New history books (June 2012 edition)
U.S. intellectual history
Well-written books about intellectual history are rare, but I had high expectations of Jill Lepore’s new work, The Mansion of Happiness: A History of Life and Death. Lepore is not only an academic historian (she is the Chair of the History and Literature Program at Harvard) but also a regular writer for The New Yorker. Her latest book is a collection of her essays about how American ideals about life and death have changed over the past several hundred years. “[M]y argument,” Lepore writes in the Preface, “is that the age of discovery, Darwin, and the space age turned ideas about life on earth topsy-turvy” (xi).
Of all the essays in the collection, the ones that stuck with me the most were her first and last. She begins the book with a blunt and powerful metaphor: life (the board game, that is). LIFE was part of my childhood collection of pixel-less games, which also included Stratego, Risk, Clue, Parcheesi, Thin Ice, and Go to the Head of the Class (all of which have recently been rescued from a mildewy corner of the crawl space in my parents’ house). But LIFE has a much more extensive genealogy than I realized before reading Lepore’s book.
The first board game of life in America was called The New Game of Human Life, and enjoyed popularity during the Revolutionary period. It reflected a much different view of living than the game that I played as a boy. “The [New Game of Human Life],” writes Lepore, “is a creed: life is a voyage that begins at birth and ends at death, God is at the helm, fate is cruel, and your reward lies beyond the grave. Nevertheless, to Puritans, who considered gambling the work of the devil, playing a game of life was, itself, an immoral pursuit” (xxi).

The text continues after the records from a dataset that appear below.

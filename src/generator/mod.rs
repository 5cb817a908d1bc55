//! Generator collaborator (§6): treated as a pure function `prompt -> text`,
//! external to the engine's invariants. Its output is untrusted and must
//! pass the reconstruction gates and disclosure engine before it reaches a
//! caller.

mod composing;
mod resilience;

pub use composing::{compose_prompt, ComposingGenerator, GenerationRequest};
pub use resilience::ResilientGenerator;

use crate::Result;

/// A text generator.
pub trait Generator: Send + Sync {
    /// A stable identifier for the generative model, recorded alongside
    /// config for reproducibility.
    fn model_id(&self) -> &str;

    /// Generates a candidate answer from a composed prompt.
    ///
    /// # Errors
    ///
    /// Returns an error if the collaborator call fails.
    fn generate(&self, prompt: &str) -> Result<String>;
}
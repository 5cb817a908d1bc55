//! Export services operating over a thread's persisted state.

pub mod export;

It took Milton Bradley, who came of age in the mid-nineteenth century, to create a game of life that reflected the new optimism and individualism of America. Bradley studied at the Lawrence Scientific School of Harvard at the same time that Jacob Bigelow, who coined the modern usage of the word “technology,” taught there. Milton started a lithography business but it nearly failed when, in 1860, he put out a lithograph of newly-elected President Abraham Lincoln with a clean-shaven face when concurrently the president first grew out his trademark beard.

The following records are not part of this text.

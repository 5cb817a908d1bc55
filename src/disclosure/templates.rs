//! The small templating helper shared by caveat detection and generation,
//! and by the uncertainty template, so both draw from the same externalized
//! phrase list (§4.G).

use crate::config::Vocabulary;
use crate::models::RetrievedMemory;

/// Returns true if `text` already contains a recognized caveat phrase.
#[must_use]
pub fn contains_caveat(text: &str, vocabulary: &Vocabulary) -> bool {
    let lower = text.to_lowercase();
    vocabulary.caveat_phrases.iter().any(|phrase| lower.contains(phrase.as_str()))
}

/// Prepends a caveat phrase drawn from the vocabulary to `answer`.
///
/// Picks the first configured phrase deterministically rather than
/// selecting at random, so wrapped answers are reproducible for a given
/// vocabulary.
#[must_use]
pub fn prepend_caveat(answer: &str, vocabulary: &Vocabulary) -> String {
    let phrase = vocabulary
        .caveat_phrases
        .first()
        .map_or("previously", String::as_str);
    format!("(Note: {phrase} on this) {answer}")
}

/// Renders the deterministic UNCERTAINTY template: lists the competing
/// beliefs verbatim with their trust values and asks the user to
/// disambiguate. Never picks a winner (§4.G).
#[must_use]
pub fn render_uncertainty(conflicting: &[RetrievedMemory]) -> String {
    let mut out = String::from("I have conflicting memories on this:\n");
    for entry in conflicting {
        out.push_str(&format!(
            "- \"{}\" (trust {:.2})\n",
            entry.memory.text, entry.memory.trust
        ));
    }
    out.push_str("Which one is correct?");
    out
}

#[cfg(test)]
mod tests {
    use super::*;

    #[test]
    fn detects_configured_phrase_case_insensitively() {
        let vocab = Vocabulary::default();
        assert!(contains_caveat("According to LATEST information, you work at Acme.", &vocab));
    }

    #[test]
    fn missing_phrase_is_not_detected() {
        let vocab = Vocabulary::default();
        assert!(!contains_caveat("You work at Acme.", &vocab));
    }

    #[test]
    fn prepend_adds_a_caveat_phrase() {
        let vocab = Vocabulary::default();
        let wrapped = prepend_caveat("You work at Acme.", &vocab);
        assert!(contains_caveat(&wrapped, &vocab));
    }
}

Bradley, Lepore describes, got the idea to create and print a new board game after a friend of his brought one over one night to lift Bradley’s spirits. Bradley pitched his invention to a manager of a stationery store in New York by describing it “[as a] highly moral game, may I say, that encourages children to lead exemplary lives and entertains both old and young with the spirit of friendly competition” (xxvii). The Checkered Game of Life, as Bradley called it, placed a premium on individual choice – especially in the realm of morality – in order to win. The squares of the game board read like a list of virtues, vices, temptations, and milestones: Idleness, Honor, Intemperance, Prison, Perseverance, Matrimony, Industry, and Happy Old Age.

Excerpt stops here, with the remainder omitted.